English, however, is no longer just a language for catering to Americans. It's become, in a phrase which is ironic as I write in France, the Lingua Franka of international business. When the Chinese sales manager and one of the French operations engineers talked to each other over a smoke break, they did so in English, because it was the one language they both spoke. Even among the French, Italians, and Germans, English was often their most fluent common language, and you'll overhear them speaking in it even when none of the Americans are present. Their own languages are exclusively reserved for when they're talking privately with people from their own countries.
You would think this provides Americans (and Australians and Indians -- and Brits if we had any) a distinct advantage. Not so, one of our French hosts informed us last night. To paraphrase roughly, he said, "You get up there, and you think you know everything because you speak English. And you speak too fast, and tell a joke no one understands, and use slang, and use three different words that mean the same thing just to show that you know them all. And you don't realize that half the room doesn't understand a thing you are saying. They don't want to hear your fancy English. They want to hear the English they understand."
And indeed, international business English is not necessarily spoken with any special love for the language or the culture, it's spoken because it's the most convenient for all involved.
So this afternoon when I gave my hour-long presentation on pricing strategy, I asked people to let me know if I was speaking too fast and I made a conscious effort to speak slowly and clearly. It went well.
I always feel a bit guilty at these kind of events that I'm not fluent in any other languages. I could stumble through some German if someone was really patient with me (and would stand a better chance at reading it) and I can manage a few phrases of French and Spanish, but my foreign language ability is below the English ability of anyone in attendance. One can get all down over American laziness about this, but of course, we don't have the motivation. When your language is the language of international business and travel, all you have to do is show up.
2 comments:
Most Americans never leave the US for more than a few days, and never have the need to converse in a foreign language inside the US.
Most people in other countries either travel more, live closer to borders, or have significantly large numbers of people in their country who don't speak their native tongue. Diglossia (or more) is a must for them.

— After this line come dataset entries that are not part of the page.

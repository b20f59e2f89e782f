//! Kerberos credential acquisition.
//!
//! Tickets are obtained with the system `kinit` into a credential cache
//! private to the client, or taken from an existing cache. The GSSAPI bind
//! itself lives in [`crate::auth`].

use std::process::Stdio;
use std::time::Duration;
use tokio::io::AsyncWriteExt;
use tokio::process::Command;
use tracing::{debug, info, warn};

use adlink_core::config::AuthConfig;
use adlink_core::error::{DirectoryError, DirectoryResult};

use crate::discovery::Endpoint;

/// Where tickets come from.
#[derive(Clone)]
pub enum CredentialSource {
    /// `kinit -k -t <keytab> <principal>`
    Keytab { principal: String, keytab: String },
    /// `kinit <principal>` with the password on stdin.
    Password { principal: String, password: String },
    /// A cache populated by someone else.
    Existing { location: String },
}

impl std::fmt::Debug for CredentialSource {
    fn fmt(&self, f: &mut std::fmt::Formatter<'_>) -> std::fmt::Result {
        match self {
            CredentialSource::Keytab { principal, keytab } => f
                .debug_struct("Keytab")
                .field("principal", principal)
                .field("keytab", keytab)
                .finish(),
            CredentialSource::Password { principal, .. } => f
                .debug_struct("Password")
                .field("principal", principal)
                .finish_non_exhaustive(),
            CredentialSource::Existing { location } => f
                .debug_struct("Existing")
                .field("location", location)
                .finish(),
        }
    }
}

impl CredentialSource {
    /// Credential source for a Kerberos auth config; `None` for simple bind.
    /// Bare principals are qualified with `realm`.
    pub fn from_auth(auth: &AuthConfig, realm: &str) -> Option<Self> {
        match auth {
            AuthConfig::Password { .. } => None,
            AuthConfig::KerberosKeytab {
                principal, keytab, ..
            } => Some(CredentialSource::Keytab {
                principal: qualify_principal(principal, realm),
                keytab: keytab.clone(),
            }),
            AuthConfig::KerberosPassword {
                principal,
                password,
                ..
            } => Some(CredentialSource::Password {
                principal: qualify_principal(principal, realm),
                password: password.clone(),
            }),
            AuthConfig::KerberosCCache { ccache_path, .. } => Some(CredentialSource::Existing {
                location: ccache_path.clone(),
            }),
        }
    }

    /// `kinit` arguments writing into `ccache`; empty for an existing cache.
    pub fn kinit_args(&self, ccache: &str) -> Vec<String> {
        match self {
            CredentialSource::Keytab { principal, keytab } => vec![
                "-k".to_string(),
                "-t".to_string(),
                keytab.clone(),
                "-c".to_string(),
                ccache.to_string(),
                principal.clone(),
            ],
            CredentialSource::Password { principal, .. } => {
                vec!["-c".to_string(), ccache.to_string(), principal.clone()]
            }
            CredentialSource::Existing { .. } => Vec::new(),
        }
    }
}

/// Append `@REALM` to a principal without one.
pub fn qualify_principal(principal: &str, realm: &str) -> String {
    if principal.contains('@') || realm.is_empty() {
        principal.to_string()
    } else {
        format!("{principal}@{realm}")
    }
}

/// Host part of the LDAP service principal for `endpoint`.
///
/// An override may be given as `ldap/host`, `ldap/host@REALM` or a bare host.
/// Without one the endpoint's host name is used; an IP literal cannot name a
/// service principal.
pub fn spn_host(spn_override: Option<&str>, endpoint: &Endpoint) -> DirectoryResult<String> {
    if let Some(spn) = spn_override.map(str::trim).filter(|s| !s.is_empty()) {
        let without_realm = spn.split('@').next().unwrap_or(spn);
        let host = match without_realm.split_once('/') {
            Some((service, host)) if service.eq_ignore_ascii_case("ldap") => host,
            Some(_) => {
                return Err(DirectoryError::authentication(format!(
                    "SPN override {spn} does not name the ldap service"
                )))
            }
            None => without_realm,
        };
        return Ok(host.to_string());
    }

    if endpoint.is_ip() {
        return Err(DirectoryError::authentication(format!(
            "cannot derive a Kerberos service principal for {}: connect by host name or set an SPN override",
            endpoint.host
        )));
    }
    Ok(endpoint.host.clone())
}

/// Run `kinit` for `source` into `ccache`.
pub async fn acquire(source: &CredentialSource, ccache: &str, timeout: Duration) -> DirectoryResult<()> {
    let args = source.kinit_args(ccache);
    if args.is_empty() {
        return Ok(());
    }

    let mut child = Command::new("kinit")
        .args(&args)
        .stdin(Stdio::piped())
        .stdout(Stdio::null())
        .stderr(Stdio::piped())
        .kill_on_drop(true)
        .spawn()
        .map_err(|e| DirectoryError::authentication_with_source("failed to run kinit", e))?;

    let mut stdin = child
        .stdin
        .take()
        .ok_or_else(|| DirectoryError::authentication("kinit stdin unavailable"))?;
    if let CredentialSource::Password { password, .. } = source {
        stdin
            .write_all(format!("{password}\n").as_bytes())
            .await
            .map_err(|e| DirectoryError::authentication_with_source("failed to pass password to kinit", e))?;
    }
    drop(stdin);

    let output = tokio::time::timeout(timeout, child.wait_with_output())
        .await
        .map_err(|_| DirectoryError::authentication("kinit timed out"))?
        .map_err(|e| DirectoryError::authentication_with_source("kinit failed", e))?;

    if !output.status.success() {
        let stderr = String::from_utf8_lossy(&output.stderr);
        return Err(DirectoryError::authentication(format!(
            "kinit exited with {}: {}",
            output.status,
            stderr.trim()
        )));
    }
    Ok(())
}

/// A credential cache owned by one client.
///
/// Caches created here are removed on drop; an existing cache supplied by
/// the caller is left alone.
#[derive(Debug)]
pub struct CredentialCache {
    source: CredentialSource,
    location: String,
    owned: bool,
    acquired: bool,
}

impl CredentialCache {
    pub fn new(source: CredentialSource) -> Self {
        match &source {
            CredentialSource::Existing { location } => Self {
                location: location.clone(),
                source,
                owned: false,
                acquired: true,
            },
            _ => {
                let path = std::env::temp_dir().join(format!(
                    "adlink_krb5cc_{}_{:016x}",
                    std::process::id(),
                    rand::random::<u64>()
                ));
                Self {
                    location: format!("FILE:{}", path.display()),
                    source,
                    owned: true,
                    acquired: false,
                }
            }
        }
    }

    /// Cache name suitable for `KRB5CCNAME`.
    pub fn location(&self) -> &str {
        &self.location
    }

    /// Obtain tickets unless a previous call already did.
    pub async fn ensure(&mut self, timeout: Duration) -> DirectoryResult<&str> {
        if !self.acquired {
            debug!(source = ?self.source, ccache = %self.location, "Acquiring Kerberos tickets");
            acquire(&self.source, &self.location, timeout).await?;
            self.acquired = true;
            info!(ccache = %self.location, "Kerberos tickets acquired");
        }
        Ok(&self.location)
    }

    /// Force re-acquisition on the next [`ensure`](Self::ensure), e.g. after
    /// a bind rejected an expired ticket.
    pub fn invalidate(&mut self) {
        if self.owned {
            self.acquired = false;
        }
    }
}

impl Drop for CredentialCache {
    fn drop(&mut self) {
        if !self.owned || !self.acquired {
            return;
        }
        if let Some(path) = self.location.strip_prefix("FILE:") {
            if let Err(e) = std::fs::remove_file(path) {
                warn!(path, error = %e, "Could not remove credential cache");
            }
        }
    }
}

#[cfg(test)]
mod tests {
    use super::*;
    use crate::discovery::Transport;

    #[test]
    fn test_spn_host_from_endpoint() {
        let endpoint = Endpoint::new("dc1.corp.example.com", Transport::Ldap);
        assert_eq!(spn_host(None, &endpoint).unwrap(), "dc1.corp.example.com");
    }

    #[test]
    fn test_spn_host_override_forms() {
        let endpoint = Endpoint::new("10.0.0.5", Transport::Ldap);
        for spn in [
            "ldap/dc1.corp.example.com",
            "LDAP/dc1.corp.example.com@CORP.EXAMPLE.COM",
            "dc1.corp.example.com",
        ] {
            assert_eq!(spn_host(Some(spn), &endpoint).unwrap(), "dc1.corp.example.com", "{spn}");
        }
        assert!(spn_host(Some("HTTP/web.corp.example.com"), &endpoint).is_err());
    }

    #[test]
    fn test_ip_without_override_is_authentication_error() {
        let endpoint = Endpoint::new("10.0.0.5", Transport::Ldaps);
        let err = spn_host(None, &endpoint).unwrap_err();
        assert!(matches!(err, DirectoryError::Authentication { .. }));
        assert!(!err.is_transient());
    }

    #[test]
    fn test_kinit_args() {
        let keytab = CredentialSource::from_auth(
            &AuthConfig::keytab("svc-adlink", "/etc/adlink.keytab"),
            "CORP.EXAMPLE.COM",
        )
        .unwrap();
        assert_eq!(
            keytab.kinit_args("FILE:/tmp/cc"),
            ["-k", "-t", "/etc/adlink.keytab", "-c", "FILE:/tmp/cc", "svc-adlink@CORP.EXAMPLE.COM"]
        );

        let password = CredentialSource::from_auth(
            &AuthConfig::kerberos_password("svc@OTHER.REALM", "pw"),
            "CORP.EXAMPLE.COM",
        )
        .unwrap();
        assert_eq!(password.kinit_args("FILE:/tmp/cc"), ["-c", "FILE:/tmp/cc", "svc@OTHER.REALM"]);
        assert!(!format!("{password:?}").contains("pw\""));

        let existing =
            CredentialSource::from_auth(&AuthConfig::ccache("FILE:/tmp/krb5cc_1000"), "X").unwrap();
        assert!(existing.kinit_args("ignored").is_empty());

        assert!(CredentialSource::from_auth(&AuthConfig::password("u", "p"), "X").is_none());
    }

    #[tokio::test]
    async fn test_existing_cache_needs_no_kinit() {
        let mut cache = CredentialCache::new(CredentialSource::Existing {
            location: "FILE:/tmp/krb5cc_1000".to_string(),
        });
        let location = cache.ensure(Duration::from_secs(1)).await.unwrap();
        assert_eq!(location, "FILE:/tmp/krb5cc_1000");
        cache.invalidate();
        assert!(cache.ensure(Duration::from_secs(1)).await.is_ok());
    }

    #[test]
    fn test_private_cache_location() {
        let cache = CredentialCache::new(CredentialSource::Keytab {
            principal: "svc@CORP".to_string(),
            keytab: "/k".to_string(),
        });
        assert!(cache.location().starts_with("FILE:"));
        assert!(cache.location().contains("adlink_krb5cc_"));
    }
}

The big exception for Americans is participation in online communities or online gaming with conversation over headsets. But even then, most non-English speakers want to speak English with native speakers or even with each other.
Oh well. I went to the US during my medical school training for a few months. Despite having learned English for several years and qualified it with a TOEFL exam, I had quite a few difficulties because of not knowing a particular word or knowing only the British English version of it, or even because of accent/pronunciation errors as well as not knowing the medical language acronyms and abbreviations Americans used. But because I spoke everyday English without much difficulty, people expected me to understand everything (like you said, using slang, talking fast, and using professional slang as well). I remember having listened to a lecture given by a resident doctor during a training session, and was quite surprised how clearly I understood his speech. Then I looked at his name badge, and realized he was another Hungarian like me - he spoke with the same Hungarian accent I had.